- **Problem**
A single figure is required: the number of lines below in which the word "Instant" occurs.

Saved data entries
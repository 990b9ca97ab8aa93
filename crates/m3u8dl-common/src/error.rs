//! Common error types used throughout m3u8dl.
//!
//! Errors fall in two groups: failures local to a single job (the queue
//! logs them and moves on) and failures that end the whole run. See
//! [`Error::is_job_local`].

use std::path::PathBuf;

use crate::report::FailureReport;

/// Common error type for m3u8dl.
#[derive(Debug, thiserror::Error)]
pub enum Error {
    /// The queue file could not be read.
    #[error("failed to read queue file {}: {source}", path.display())]
    QueueRead {
        path: PathBuf,
        #[source]
        source: std::io::Error,
    },

    /// The queue file could not be rewritten after a completed job.
    #[error("failed to rewrite queue file {}: {source}", path.display())]
    QueueWrite {
        path: PathBuf,
        #[source]
        source: std::io::Error,
    },

    /// The transcoder binary could not be launched.
    #[error("failed to spawn {program}: {source}")]
    Spawn {
        program: String,
        #[source]
        source: std::io::Error,
    },

    /// The transcoder exited with a nonzero status.
    #[error("transcode failed with exit code {}", .0.code)]
    Transcode(FailureReport),

    /// Reading the transcoder's diagnostic stream failed.
    #[error("failed to read transcoder output: {source}")]
    Stream {
        #[source]
        source: std::io::Error,
    },

    /// The host program is shutting down; the running job was killed.
    #[error("interrupted")]
    Interrupted,

    /// An I/O operation failed.
    #[error("IO error: {0}")]
    Io(#[from] std::io::Error),
}

impl Error {
    /// Create a new QueueRead error.
    pub fn queue_read(path: impl Into<PathBuf>, source: std::io::Error) -> Self {
        Self::QueueRead {
            path: path.into(),
            source,
        }
    }

    /// Create a new QueueWrite error.
    pub fn queue_write(path: impl Into<PathBuf>, source: std::io::Error) -> Self {
        Self::QueueWrite {
            path: path.into(),
            source,
        }
    }

    /// Create a new Spawn error.
    pub fn spawn<S: Into<String>>(program: S, source: std::io::Error) -> Self {
        Self::Spawn {
            program: program.into(),
            source,
        }
    }

    /// Whether this failure only concerns the job that produced it.
    ///
    /// Job-local failures leave the URL queued and the run continues with
    /// the next entry. Anything else aborts the run.
    pub fn is_job_local(&self) -> bool {
        matches!(
            self,
            Error::Spawn { .. } | Error::Transcode(_) | Error::Stream { .. }
        )
    }

    /// The text printed to the user when a job fails.
    ///
    /// Transcoder failures render the full [`FailureReport`]; everything else
    /// falls back to the `Display` message.
    pub fn report(&self) -> String {
        match self {
            Error::Transcode(report) => report.to_string(),
            other => other.to_string(),
        }
    }
}

/// Result type alias using the common Error type.
pub type Result<T> = std::result::Result<T, Error>;
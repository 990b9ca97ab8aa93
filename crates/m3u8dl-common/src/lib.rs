//! m3u8dl-common: shared types and helpers.
//!
//! This crate provides the pieces every m3u8dl component leans on:
//!
//! - **Error Handling**: the unified [`Error`] type and [`Result`] alias
//! - **Failure Reports**: [`FailureReport`], built from a failed transcoder run
//! - **Timecodes**: centisecond conversion and `HH:MM:SS` / throughput formatting
//! - **Path Utilities**: output filename derivation from a playlist URL
//!
//! # Examples
//!
//! ```
//! use m3u8dl_common::timecode::{centiseconds, format_clock};
//! use m3u8dl_common::paths::output_name;
//!
//! assert_eq!(centiseconds("00:01:02.50"), Some(6350));
//! assert_eq!(format_clock(3725.0), "01:02:05");
//! assert_eq!(output_name("http://host/live/show.m3u8", "ts"), "show.ts");
//! ```

pub mod error;
pub mod paths;
pub mod report;
pub mod timecode;

pub use error::{Error, Result};
pub use report::FailureReport;
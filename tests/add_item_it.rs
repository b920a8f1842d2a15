// crates.io
use httpmock::prelude::*;
use serde_json::json;
// self
use pocket_client::{
	AddInput, CallContext, Client, ClientConfig,
	error::{Error, ValidationError},
};

const CONSUMER_KEY: &str = "1234-abcd1234abcd1234abcd1234";
const ACCESS_TOKEN: &str = "5678-defg-5678";

fn build_client(server: &MockServer) -> Client {
	let config = ClientConfig::builder()
		.base_url(server.url("/v3"))
		.build()
		.expect("Mock base URL should be accepted.");

	Client::with_config(CONSUMER_KEY, config).expect("Client should build for the mock server.")
}

#[tokio::test]
async fn add_sends_comma_joined_tags() {
	let server = MockServer::start_async().await;
	let client = build_client(&server);
	let mock = server
		.mock_async(|when, then| {
			when.method(POST)
				.path("/v3/add")
				.header("content-type", "application/json; charset=UTF8")
				.json_body(json!({
					"url": "https://www.rust-lang.org",
					"title": "Rust",
					"tags": "qwe,rty,123",
					"access_token": ACCESS_TOKEN,
					"consumer_key": CONSUMER_KEY,
				}));
			then.status(200).header("content-type", "application/json").body(r#"{"status":1}"#);
		})
		.await;
	let input = AddInput::new("https://www.rust-lang.org", ACCESS_TOKEN)
		.with_title("Rust")
		.with_tags(["qwe", "rty", "123"]);

	client.add(&CallContext::background(), input).await.expect("Add call should succeed.");

	mock.assert_async().await;
}

#[tokio::test]
async fn add_succeeds_without_title_or_tags() {
	let server = MockServer::start_async().await;
	let client = build_client(&server);
	let mock = server
		.mock_async(|when, then| {
			when.method(POST).path("/v3/add").json_body(json!({
				"url": "https://www.rust-lang.org",
				"access_token": ACCESS_TOKEN,
				"consumer_key": CONSUMER_KEY,
			}));
			then.status(200);
		})
		.await;

	client
		.add(&CallContext::background(), AddInput::new("https://www.rust-lang.org", ACCESS_TOKEN))
		.await
		.expect("Add call without optional fields should succeed.");

	mock.assert_async().await;
}

#[tokio::test]
async fn add_validates_before_network() {
	let server = MockServer::start_async().await;
	let client = build_client(&server);
	let mock = server
		.mock_async(|when, then| {
			when.any_request();
			then.status(200);
		})
		.await;
	let ctx = CallContext::background();
	let missing_url = client
		.add(&ctx, AddInput::new("", ACCESS_TOKEN))
		.await
		.expect_err("Missing URL must be rejected.");
	let missing_token = client
		.add(&ctx, AddInput::new("https://www.rust-lang.org", ""))
		.await
		.expect_err("Missing access token must be rejected.");

	assert!(matches!(missing_url, Error::Validation(ValidationError::Empty { field: "URL" })));
	assert!(matches!(
		missing_token,
		Error::Validation(ValidationError::Empty { field: "Access token" })
	));

	mock.assert_calls_async(0).await;
}

#[tokio::test]
async fn add_maps_non_success_status() {
	let server = MockServer::start_async().await;
	let client = build_client(&server);
	let mock = server
		.mock_async(|when, then| {
			when.method(POST).path("/v3/add");
			then.status(401).header("X-Error", "Invalid access token.");
		})
		.await;
	let err = client
		.add(&CallContext::background(), AddInput::new("https://www.rust-lang.org", ACCESS_TOKEN))
		.await
		.expect_err("Unauthorized response must fail.");

	assert_eq!(err.to_string(), "API Error: Invalid access token.");
	assert_eq!(err.status(), Some(401));

	mock.assert_async().await;
}

#[tokio::test]
async fn add_treats_no_content_status_as_failure() {
	let server = MockServer::start_async().await;
	let client = build_client(&server);
	let mock = server
		.mock_async(|when, then| {
			when.method(POST).path("/v3/add");
			then.status(204).header("X-Error", "nope");
		})
		.await;
	let err = client
		.add(&CallContext::background(), AddInput::new("https://www.rust-lang.org", ACCESS_TOKEN))
		.await
		.expect_err("Only 200 OK counts as success.");

	assert!(matches!(err, Error::Api { status: 204, .. }));
	assert_eq!(err.to_string(), "API Error: nope");

	mock.assert_async().await;
}
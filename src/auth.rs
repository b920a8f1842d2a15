//! Credential models exchanged during the Pocket authorization handshake.

pub mod secret;

pub use secret::*;
//! Per-call deadline carrier.
//!
//! Cancellation needs no token: dropping the future returned by a client call aborts the
//! in-flight request and releases its connection. [`CallContext`] adds an optional deadline that
//! tightens the client-level timeout for a single call.

// self
use crate::{_prelude::*, error::TransportError};

/// Deadline attached to a single API call.
#[derive(Clone, Copy, Debug, Default, PartialEq, Eq)]
pub struct CallContext {
	deadline: Option<Instant>,
}
impl CallContext {
	/// Context without a deadline; only the client timeout applies.
	pub fn background() -> Self {
		Self::default()
	}

	/// Context that expires `timeout` from now.
	pub fn with_timeout(timeout: Duration) -> Self {
		Self { deadline: Instant::now().checked_add(timeout) }
	}

	/// Context that expires at `deadline`.
	pub fn with_deadline(deadline: Instant) -> Self {
		Self { deadline: Some(deadline) }
	}

	/// Returns the deadline, if any.
	pub fn deadline(&self) -> Option<Instant> {
		self.deadline
	}

	/// Computes the timeout for a request about to be sent, capped by `limit`.
	///
	/// Fails with [`TransportError::DeadlineExceeded`] once the deadline has passed.
	pub fn effective_timeout(&self, limit: Duration) -> Result<Duration, TransportError> {
		let Some(deadline) = self.deadline else {
			return Ok(limit);
		};
		let remaining = deadline.saturating_duration_since(Instant::now());

		if remaining.is_zero() {
			return Err(TransportError::DeadlineExceeded);
		}

		Ok(remaining.min(limit))
	}
}
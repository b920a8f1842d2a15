//! Pocket API client and the shared request dispatch.
//!
//! [`Client`] owns the consumer key, an immutable [`ClientConfig`], and a reqwest transport. The
//! public calls live in `oauth` (request token, authorization URL, access token exchange) and
//! `add` (saving items); every network call funnels through [`Client::dispatch`], which is the
//! only place that classifies transport and API failures.

mod add;
mod oauth;

pub use add::*;
pub use oauth::*;

// self
use crate::{
	_prelude::*,
	auth::ConsumerKey,
	config::{ClientConfig, Endpoint},
	context::CallContext,
	error::TransportError,
	http::{FormValues, ReqwestHttpClient, ResponseMetadata},
	obs::{self, CallOutcome, CallSpan},
};

/// Pocket API client.
///
/// The client is read-only after construction; clone it or share it behind a reference across
/// tasks. Drop a call's future to cancel it.
#[derive(Clone)]
pub struct Client {
	http_client: ReqwestHttpClient,
	consumer_key: ConsumerKey,
	config: Arc<ClientConfig>,
}
impl Client {
	/// Creates a client for the public Pocket API with the default 5 second timeout.
	///
	/// Consumer keys are issued at <https://getpocket.com/developer/apps/>.
	pub fn new(consumer_key: impl Into<String>) -> Result<Self> {
		Self::with_config(consumer_key, ClientConfig::default())
	}

	/// Creates a client using a custom configuration.
	pub fn with_config(consumer_key: impl Into<String>, config: ClientConfig) -> Result<Self> {
		let consumer_key = ConsumerKey::new(consumer_key)?;
		let http_client = ReqwestHttpClient::with_timeout(config.timeout)?;

		Ok(Self { http_client, consumer_key, config: Arc::new(config) })
	}

	/// Creates a client that reuses a caller-provided transport.
	///
	/// The configured timeout is still applied to each request.
	pub fn with_http_client(
		consumer_key: impl Into<String>,
		config: ClientConfig,
		http_client: ReqwestHttpClient,
	) -> Result<Self> {
		let consumer_key = ConsumerKey::new(consumer_key)?;

		Ok(Self { http_client, consumer_key, config: Arc::new(config) })
	}

	/// Consumer key sent with every request.
	pub fn consumer_key(&self) -> &ConsumerKey {
		&self.consumer_key
	}

	/// Configuration the client was built with.
	pub fn config(&self) -> &ClientConfig {
		&self.config
	}

	async fn observe<T, Fut>(&self, endpoint: Endpoint, stage: &'static str, call: Fut) -> Result<T>
	where
		Fut: Future<Output = Result<T>>,
	{
		let span = CallSpan::new(endpoint, stage);

		obs::record_call_outcome(endpoint, CallOutcome::Attempt);

		let result = span.instrument(call).await;

		match &result {
			Ok(_) => obs::record_call_outcome(endpoint, CallOutcome::Success),
			Err(_) => obs::record_call_outcome(endpoint, CallOutcome::Failure),
		}

		result
	}

	/// POSTs `body` as JSON to `endpoint` and decodes the form-encoded success body.
	async fn dispatch<B>(
		&self,
		ctx: &CallContext,
		endpoint: Endpoint,
		body: &B,
	) -> Result<FormValues>
	where
		B: Serialize,
	{
		let payload = serde_json::to_vec(body)?;
		let timeout = ctx.effective_timeout(self.config.timeout)?;
		let url = self.config.endpoints.url(endpoint);

		obs::log_dispatch(endpoint, url, timeout);

		let response = self.http_client.post_json(url, payload, timeout).await?;
		let meta = ResponseMetadata::from_parts(response.status().as_u16(), response.headers());

		if !meta.is_ok() {
			obs::log_api_error(endpoint, meta.status, meta.error.as_deref());

			return Err(meta.into_api_error());
		}

		let body = response.bytes().await.map_err(TransportError::from)?;

		Ok(FormValues::parse(&body))
	}
}
impl Debug for Client {
	fn fmt(&self, f: &mut Formatter) -> FmtResult {
		f.debug_struct("Client")
			.field("consumer_key", &self.consumer_key)
			.field("base_url", &self.config.base_url.as_str())
			.field("timeout", &self.config.timeout)
			.finish()
	}
}
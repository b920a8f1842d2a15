// self
use crate::{config::Endpoint, obs::CallOutcome};

/// Records a call outcome via the global metrics recorder (when enabled).
pub fn record_call_outcome(endpoint: Endpoint, outcome: CallOutcome) {
	#[cfg(feature = "metrics")]
	{
		metrics::counter!(
			"pocket_client_call_total",
			"endpoint" => endpoint.as_str(),
			"outcome" => outcome.as_str()
		)
		.increment(1);
	}

	#[cfg(not(feature = "metrics"))]
	{
		let _ = (endpoint, outcome);
	}
}

#[cfg(test)]
mod tests {
	// self
	use super::*;

	#[test]
	fn record_call_outcome_is_infallible() {
		record_call_outcome(Endpoint::Add, CallOutcome::Failure);
	}
}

- **Task result**
5